● What you should do
Copy each line of the material beneath that holds the word "ConnectionState".

● Records for the task
++++++++++++++++++++

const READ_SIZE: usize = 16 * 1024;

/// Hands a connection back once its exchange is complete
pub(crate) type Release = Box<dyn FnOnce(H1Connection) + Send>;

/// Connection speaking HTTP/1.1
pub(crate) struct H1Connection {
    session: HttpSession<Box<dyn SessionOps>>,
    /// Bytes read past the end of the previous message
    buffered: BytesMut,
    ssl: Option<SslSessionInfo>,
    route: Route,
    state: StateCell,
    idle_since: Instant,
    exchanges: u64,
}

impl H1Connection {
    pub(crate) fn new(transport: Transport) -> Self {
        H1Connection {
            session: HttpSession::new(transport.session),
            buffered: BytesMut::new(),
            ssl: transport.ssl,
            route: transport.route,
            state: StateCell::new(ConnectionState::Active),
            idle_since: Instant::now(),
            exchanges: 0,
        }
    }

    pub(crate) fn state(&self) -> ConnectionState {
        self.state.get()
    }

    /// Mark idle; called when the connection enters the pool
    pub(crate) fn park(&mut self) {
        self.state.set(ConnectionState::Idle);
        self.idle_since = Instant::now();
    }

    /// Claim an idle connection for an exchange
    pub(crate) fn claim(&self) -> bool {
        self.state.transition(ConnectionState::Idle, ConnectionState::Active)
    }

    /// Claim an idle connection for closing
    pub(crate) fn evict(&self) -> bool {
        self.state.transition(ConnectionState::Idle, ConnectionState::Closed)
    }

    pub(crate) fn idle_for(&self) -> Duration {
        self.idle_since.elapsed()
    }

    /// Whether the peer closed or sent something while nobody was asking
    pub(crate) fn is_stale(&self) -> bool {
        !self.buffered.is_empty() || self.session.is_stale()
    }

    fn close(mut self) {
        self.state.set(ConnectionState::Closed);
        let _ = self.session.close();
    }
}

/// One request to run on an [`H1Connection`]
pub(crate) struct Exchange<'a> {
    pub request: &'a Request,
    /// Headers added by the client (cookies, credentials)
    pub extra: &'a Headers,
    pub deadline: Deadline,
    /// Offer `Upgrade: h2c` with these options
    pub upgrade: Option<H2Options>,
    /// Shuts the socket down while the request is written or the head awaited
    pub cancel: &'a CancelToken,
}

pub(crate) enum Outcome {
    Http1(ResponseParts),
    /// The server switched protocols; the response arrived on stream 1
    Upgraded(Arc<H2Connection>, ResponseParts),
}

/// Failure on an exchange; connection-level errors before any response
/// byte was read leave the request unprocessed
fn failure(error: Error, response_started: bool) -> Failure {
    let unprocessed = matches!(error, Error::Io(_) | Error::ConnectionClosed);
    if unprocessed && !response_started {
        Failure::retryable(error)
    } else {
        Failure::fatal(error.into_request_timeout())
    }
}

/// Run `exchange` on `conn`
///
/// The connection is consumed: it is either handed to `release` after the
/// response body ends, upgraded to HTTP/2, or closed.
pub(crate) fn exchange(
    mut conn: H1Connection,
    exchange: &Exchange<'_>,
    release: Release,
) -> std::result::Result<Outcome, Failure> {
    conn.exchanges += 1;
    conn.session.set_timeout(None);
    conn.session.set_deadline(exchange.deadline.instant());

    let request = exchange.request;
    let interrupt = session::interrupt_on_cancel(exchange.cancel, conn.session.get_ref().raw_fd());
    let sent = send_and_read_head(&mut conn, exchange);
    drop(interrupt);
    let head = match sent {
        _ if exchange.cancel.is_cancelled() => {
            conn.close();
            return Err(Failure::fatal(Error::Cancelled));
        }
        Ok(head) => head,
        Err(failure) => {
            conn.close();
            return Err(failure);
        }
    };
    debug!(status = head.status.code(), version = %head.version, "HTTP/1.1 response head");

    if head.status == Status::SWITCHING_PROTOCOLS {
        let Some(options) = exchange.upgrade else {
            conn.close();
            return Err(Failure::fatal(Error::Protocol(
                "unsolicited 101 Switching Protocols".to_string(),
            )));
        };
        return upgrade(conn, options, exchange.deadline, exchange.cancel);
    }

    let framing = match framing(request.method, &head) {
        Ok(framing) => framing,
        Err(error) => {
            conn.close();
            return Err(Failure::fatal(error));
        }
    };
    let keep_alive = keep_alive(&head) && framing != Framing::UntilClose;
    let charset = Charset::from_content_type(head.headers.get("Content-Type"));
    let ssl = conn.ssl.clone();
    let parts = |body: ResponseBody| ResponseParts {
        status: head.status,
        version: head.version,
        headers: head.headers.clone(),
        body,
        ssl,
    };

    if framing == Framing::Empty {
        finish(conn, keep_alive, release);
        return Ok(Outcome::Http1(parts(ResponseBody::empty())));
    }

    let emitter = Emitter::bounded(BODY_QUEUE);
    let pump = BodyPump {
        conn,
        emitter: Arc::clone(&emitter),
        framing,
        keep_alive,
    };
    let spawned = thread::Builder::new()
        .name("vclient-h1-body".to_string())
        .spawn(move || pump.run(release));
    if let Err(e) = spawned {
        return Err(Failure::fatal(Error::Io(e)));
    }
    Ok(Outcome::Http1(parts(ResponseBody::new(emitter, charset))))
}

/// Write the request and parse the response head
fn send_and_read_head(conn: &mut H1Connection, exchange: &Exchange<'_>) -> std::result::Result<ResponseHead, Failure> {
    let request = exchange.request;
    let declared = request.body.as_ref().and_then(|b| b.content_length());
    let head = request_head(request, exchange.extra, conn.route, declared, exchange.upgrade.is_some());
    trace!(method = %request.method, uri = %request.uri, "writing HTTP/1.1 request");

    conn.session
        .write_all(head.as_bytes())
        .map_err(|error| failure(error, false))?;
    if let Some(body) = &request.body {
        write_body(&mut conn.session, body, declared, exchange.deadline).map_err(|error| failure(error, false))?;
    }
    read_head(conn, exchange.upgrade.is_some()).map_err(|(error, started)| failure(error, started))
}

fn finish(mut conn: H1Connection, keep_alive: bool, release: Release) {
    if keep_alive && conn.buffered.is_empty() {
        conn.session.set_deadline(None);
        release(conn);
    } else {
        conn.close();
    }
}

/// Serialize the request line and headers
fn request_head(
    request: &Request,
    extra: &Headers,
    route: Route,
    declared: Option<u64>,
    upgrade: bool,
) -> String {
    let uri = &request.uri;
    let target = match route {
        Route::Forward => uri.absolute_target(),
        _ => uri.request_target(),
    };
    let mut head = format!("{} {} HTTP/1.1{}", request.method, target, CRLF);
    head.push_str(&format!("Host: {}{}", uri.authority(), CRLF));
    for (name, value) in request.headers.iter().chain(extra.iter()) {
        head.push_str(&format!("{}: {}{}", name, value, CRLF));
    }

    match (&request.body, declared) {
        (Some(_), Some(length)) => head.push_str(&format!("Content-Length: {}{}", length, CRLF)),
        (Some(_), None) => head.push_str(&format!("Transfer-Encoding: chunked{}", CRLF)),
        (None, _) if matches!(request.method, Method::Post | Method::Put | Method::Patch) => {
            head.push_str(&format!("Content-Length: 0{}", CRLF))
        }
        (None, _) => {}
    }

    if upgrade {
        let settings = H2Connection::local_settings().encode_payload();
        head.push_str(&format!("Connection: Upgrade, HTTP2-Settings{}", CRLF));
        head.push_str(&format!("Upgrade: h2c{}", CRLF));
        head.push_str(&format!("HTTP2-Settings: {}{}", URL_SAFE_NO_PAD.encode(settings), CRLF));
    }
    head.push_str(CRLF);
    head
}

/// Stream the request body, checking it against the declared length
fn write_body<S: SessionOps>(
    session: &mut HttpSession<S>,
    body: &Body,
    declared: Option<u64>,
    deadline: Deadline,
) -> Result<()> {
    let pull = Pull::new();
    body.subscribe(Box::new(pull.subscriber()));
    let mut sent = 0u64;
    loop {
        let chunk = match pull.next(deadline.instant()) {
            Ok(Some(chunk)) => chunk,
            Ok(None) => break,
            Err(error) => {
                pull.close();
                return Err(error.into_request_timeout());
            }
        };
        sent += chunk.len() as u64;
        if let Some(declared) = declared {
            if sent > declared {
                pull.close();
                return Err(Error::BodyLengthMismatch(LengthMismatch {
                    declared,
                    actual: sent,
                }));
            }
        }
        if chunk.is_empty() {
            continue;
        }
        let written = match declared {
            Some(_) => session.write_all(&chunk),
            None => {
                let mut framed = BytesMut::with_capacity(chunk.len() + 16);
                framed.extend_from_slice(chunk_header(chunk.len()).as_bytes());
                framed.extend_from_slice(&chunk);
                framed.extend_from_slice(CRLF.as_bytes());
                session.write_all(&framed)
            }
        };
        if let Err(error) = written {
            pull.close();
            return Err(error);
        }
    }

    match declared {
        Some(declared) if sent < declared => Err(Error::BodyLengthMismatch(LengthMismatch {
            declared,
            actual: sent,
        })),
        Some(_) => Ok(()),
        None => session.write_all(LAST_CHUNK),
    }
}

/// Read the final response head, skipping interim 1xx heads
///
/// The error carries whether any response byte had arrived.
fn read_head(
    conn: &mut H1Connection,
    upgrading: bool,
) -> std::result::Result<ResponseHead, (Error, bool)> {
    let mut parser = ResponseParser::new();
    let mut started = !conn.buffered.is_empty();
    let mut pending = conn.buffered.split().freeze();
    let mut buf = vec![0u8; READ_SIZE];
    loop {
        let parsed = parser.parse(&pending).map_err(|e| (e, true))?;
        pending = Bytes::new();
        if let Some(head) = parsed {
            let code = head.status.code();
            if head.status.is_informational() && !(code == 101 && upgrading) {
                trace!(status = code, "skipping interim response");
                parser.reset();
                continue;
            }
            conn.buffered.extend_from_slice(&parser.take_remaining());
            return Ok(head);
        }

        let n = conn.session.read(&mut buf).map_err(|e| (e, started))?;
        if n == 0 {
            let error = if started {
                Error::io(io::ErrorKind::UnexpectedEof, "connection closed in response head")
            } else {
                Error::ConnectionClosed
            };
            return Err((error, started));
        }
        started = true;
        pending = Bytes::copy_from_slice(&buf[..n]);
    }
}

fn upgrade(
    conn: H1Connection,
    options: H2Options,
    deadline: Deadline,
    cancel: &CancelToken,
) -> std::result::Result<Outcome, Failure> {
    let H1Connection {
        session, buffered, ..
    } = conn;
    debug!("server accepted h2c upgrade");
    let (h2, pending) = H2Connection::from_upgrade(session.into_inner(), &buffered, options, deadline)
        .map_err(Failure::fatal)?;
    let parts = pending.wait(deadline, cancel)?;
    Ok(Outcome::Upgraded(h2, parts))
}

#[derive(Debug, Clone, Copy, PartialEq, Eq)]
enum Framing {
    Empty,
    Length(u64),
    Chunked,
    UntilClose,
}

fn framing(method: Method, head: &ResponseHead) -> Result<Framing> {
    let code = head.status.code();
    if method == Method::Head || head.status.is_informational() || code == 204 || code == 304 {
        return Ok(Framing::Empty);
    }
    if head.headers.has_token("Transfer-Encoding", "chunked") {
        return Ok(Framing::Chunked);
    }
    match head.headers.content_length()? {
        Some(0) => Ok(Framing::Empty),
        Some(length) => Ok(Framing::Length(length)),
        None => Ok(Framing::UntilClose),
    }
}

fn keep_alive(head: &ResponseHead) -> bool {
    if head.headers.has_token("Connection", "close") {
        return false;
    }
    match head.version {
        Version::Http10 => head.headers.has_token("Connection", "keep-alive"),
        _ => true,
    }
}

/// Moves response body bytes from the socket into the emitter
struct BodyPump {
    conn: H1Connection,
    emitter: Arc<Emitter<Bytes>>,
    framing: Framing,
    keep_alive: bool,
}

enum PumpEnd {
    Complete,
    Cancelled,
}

++++++++++++++++++++

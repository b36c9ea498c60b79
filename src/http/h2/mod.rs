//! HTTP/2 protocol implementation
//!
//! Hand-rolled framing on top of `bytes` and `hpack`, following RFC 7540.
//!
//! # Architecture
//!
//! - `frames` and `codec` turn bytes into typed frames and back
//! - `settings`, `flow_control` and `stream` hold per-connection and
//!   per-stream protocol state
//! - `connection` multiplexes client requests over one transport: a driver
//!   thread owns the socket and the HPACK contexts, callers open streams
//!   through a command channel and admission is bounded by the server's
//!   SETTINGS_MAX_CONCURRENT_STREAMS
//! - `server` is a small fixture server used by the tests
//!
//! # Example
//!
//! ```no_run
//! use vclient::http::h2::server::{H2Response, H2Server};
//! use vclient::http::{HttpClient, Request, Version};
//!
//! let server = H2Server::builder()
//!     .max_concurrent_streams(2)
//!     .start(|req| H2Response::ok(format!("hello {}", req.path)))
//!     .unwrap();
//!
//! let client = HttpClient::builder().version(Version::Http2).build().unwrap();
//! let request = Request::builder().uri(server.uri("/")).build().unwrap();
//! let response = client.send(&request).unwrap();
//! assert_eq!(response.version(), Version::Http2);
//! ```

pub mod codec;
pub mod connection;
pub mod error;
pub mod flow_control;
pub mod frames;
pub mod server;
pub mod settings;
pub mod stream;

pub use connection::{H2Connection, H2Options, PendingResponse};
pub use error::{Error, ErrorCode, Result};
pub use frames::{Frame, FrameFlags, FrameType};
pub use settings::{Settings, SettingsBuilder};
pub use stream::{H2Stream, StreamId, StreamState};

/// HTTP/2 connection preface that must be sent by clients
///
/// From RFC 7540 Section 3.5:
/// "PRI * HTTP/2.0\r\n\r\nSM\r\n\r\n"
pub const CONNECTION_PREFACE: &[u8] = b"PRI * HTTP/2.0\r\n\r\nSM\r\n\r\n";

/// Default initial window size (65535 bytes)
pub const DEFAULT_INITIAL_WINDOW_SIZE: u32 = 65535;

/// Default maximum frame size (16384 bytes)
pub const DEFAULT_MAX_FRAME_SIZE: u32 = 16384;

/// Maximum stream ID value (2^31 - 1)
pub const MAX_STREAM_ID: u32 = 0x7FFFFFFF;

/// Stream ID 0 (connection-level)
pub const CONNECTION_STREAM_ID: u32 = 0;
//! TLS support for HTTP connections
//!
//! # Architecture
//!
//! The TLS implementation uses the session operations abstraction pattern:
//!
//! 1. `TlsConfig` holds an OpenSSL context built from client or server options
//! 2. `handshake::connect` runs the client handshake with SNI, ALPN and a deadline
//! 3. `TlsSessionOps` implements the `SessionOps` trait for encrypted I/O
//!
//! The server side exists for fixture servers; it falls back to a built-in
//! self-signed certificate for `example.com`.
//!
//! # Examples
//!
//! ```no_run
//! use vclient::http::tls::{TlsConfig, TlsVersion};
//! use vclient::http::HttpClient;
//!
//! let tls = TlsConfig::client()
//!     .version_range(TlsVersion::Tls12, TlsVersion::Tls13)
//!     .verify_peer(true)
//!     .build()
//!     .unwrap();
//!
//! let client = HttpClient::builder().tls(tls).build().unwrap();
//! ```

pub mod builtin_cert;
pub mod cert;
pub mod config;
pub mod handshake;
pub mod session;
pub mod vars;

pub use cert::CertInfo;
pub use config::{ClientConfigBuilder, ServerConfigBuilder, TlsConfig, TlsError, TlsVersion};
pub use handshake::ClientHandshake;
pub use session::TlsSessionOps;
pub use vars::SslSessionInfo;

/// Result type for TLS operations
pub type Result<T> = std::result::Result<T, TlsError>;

++++++++++++++++++++

● Solution below
            state: StateCell::new(ConnectionState::Active),
    pub(crate) fn state(&self) -> ConnectionState {
        self.state.set(ConnectionState::Idle);
        self.state.transition(ConnectionState::Idle, ConnectionState::Active)
        self.state.transition(ConnectionState::Idle, ConnectionState::Closed)
        self.state.set(ConnectionState::Closed);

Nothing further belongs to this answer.